** Assignment **
Copy every line of the data that contains the string "logged".

** Material supplied **
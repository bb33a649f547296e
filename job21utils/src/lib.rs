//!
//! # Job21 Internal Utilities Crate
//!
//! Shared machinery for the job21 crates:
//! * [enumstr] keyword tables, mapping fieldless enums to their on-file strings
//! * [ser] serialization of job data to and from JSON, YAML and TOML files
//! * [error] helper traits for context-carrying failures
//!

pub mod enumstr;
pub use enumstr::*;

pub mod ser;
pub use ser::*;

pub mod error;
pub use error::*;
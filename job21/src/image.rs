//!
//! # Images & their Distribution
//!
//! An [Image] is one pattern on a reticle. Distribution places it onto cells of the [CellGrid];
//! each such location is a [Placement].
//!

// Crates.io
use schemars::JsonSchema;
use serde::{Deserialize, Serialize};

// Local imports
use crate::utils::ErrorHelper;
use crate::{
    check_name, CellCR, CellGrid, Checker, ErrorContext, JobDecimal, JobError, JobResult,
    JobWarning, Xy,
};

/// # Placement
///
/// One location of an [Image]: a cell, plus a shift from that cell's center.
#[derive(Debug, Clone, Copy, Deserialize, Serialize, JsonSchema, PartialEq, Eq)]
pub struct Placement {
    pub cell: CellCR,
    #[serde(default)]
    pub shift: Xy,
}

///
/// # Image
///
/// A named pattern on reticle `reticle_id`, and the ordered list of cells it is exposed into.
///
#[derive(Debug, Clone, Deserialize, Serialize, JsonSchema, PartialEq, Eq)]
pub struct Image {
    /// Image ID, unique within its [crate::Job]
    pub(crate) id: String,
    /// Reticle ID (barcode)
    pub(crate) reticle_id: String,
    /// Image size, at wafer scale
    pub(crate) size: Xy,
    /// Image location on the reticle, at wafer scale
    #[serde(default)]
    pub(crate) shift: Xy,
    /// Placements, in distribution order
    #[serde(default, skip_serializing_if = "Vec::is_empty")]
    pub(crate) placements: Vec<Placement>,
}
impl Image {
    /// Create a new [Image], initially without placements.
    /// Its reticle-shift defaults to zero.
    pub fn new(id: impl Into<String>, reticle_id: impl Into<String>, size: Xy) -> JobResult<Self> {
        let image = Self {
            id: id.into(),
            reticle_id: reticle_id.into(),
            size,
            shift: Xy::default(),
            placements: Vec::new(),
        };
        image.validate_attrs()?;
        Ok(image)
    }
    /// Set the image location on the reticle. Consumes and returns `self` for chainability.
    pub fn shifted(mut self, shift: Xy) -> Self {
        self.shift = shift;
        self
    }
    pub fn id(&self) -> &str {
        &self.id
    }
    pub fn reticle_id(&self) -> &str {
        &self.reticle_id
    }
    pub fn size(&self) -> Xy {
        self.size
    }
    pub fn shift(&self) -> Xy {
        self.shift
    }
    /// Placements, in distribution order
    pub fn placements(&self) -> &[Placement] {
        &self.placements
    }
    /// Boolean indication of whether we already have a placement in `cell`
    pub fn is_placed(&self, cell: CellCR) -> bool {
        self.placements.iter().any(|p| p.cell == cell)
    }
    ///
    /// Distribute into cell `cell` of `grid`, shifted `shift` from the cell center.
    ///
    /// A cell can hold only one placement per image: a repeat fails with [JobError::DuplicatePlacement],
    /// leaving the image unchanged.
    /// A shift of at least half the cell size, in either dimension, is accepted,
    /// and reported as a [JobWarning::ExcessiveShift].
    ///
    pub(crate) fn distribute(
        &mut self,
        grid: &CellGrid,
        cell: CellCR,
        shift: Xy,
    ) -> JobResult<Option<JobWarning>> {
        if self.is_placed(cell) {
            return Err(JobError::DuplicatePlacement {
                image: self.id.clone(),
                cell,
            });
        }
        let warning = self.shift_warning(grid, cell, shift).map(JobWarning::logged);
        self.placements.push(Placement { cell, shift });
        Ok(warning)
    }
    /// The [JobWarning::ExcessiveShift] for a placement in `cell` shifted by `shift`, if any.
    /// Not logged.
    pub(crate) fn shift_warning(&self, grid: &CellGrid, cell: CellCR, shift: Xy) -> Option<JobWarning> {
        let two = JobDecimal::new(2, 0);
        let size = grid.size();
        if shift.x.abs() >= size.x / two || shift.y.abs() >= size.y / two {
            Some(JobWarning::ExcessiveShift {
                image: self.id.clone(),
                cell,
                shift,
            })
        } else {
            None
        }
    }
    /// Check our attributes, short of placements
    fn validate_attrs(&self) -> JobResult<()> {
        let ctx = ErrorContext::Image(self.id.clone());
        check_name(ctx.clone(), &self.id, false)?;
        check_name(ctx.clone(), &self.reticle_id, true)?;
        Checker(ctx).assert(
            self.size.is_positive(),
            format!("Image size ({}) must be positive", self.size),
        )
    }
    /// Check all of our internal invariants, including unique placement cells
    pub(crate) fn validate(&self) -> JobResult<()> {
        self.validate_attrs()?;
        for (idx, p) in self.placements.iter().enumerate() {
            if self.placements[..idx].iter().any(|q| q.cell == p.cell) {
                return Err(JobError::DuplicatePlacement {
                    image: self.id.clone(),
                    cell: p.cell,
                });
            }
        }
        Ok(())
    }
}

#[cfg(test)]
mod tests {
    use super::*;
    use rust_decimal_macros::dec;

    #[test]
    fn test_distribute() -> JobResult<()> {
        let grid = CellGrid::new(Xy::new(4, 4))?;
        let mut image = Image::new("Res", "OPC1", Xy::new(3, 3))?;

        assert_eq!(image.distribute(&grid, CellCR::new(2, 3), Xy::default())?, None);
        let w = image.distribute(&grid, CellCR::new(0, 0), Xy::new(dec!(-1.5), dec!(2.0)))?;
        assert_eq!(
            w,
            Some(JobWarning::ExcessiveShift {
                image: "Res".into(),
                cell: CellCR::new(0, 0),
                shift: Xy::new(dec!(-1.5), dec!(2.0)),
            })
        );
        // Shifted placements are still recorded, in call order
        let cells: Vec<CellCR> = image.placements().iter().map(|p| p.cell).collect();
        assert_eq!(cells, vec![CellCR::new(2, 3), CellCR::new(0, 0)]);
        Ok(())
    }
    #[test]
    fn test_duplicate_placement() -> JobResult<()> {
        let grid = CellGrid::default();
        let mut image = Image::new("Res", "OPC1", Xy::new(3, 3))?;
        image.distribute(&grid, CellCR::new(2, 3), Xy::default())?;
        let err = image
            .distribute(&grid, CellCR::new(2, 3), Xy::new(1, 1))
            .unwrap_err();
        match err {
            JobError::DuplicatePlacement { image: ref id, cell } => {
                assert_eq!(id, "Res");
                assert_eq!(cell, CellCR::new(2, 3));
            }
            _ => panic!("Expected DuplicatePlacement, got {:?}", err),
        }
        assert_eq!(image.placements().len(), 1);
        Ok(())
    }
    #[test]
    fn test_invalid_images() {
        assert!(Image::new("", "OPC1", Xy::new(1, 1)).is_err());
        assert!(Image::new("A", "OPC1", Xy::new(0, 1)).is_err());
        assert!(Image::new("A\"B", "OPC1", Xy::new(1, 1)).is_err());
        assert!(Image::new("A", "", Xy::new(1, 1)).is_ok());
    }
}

** Response to the exercise **
        let warning = self.shift_warning(grid, cell, shift).map(JobWarning::logged);
    /// Not logged.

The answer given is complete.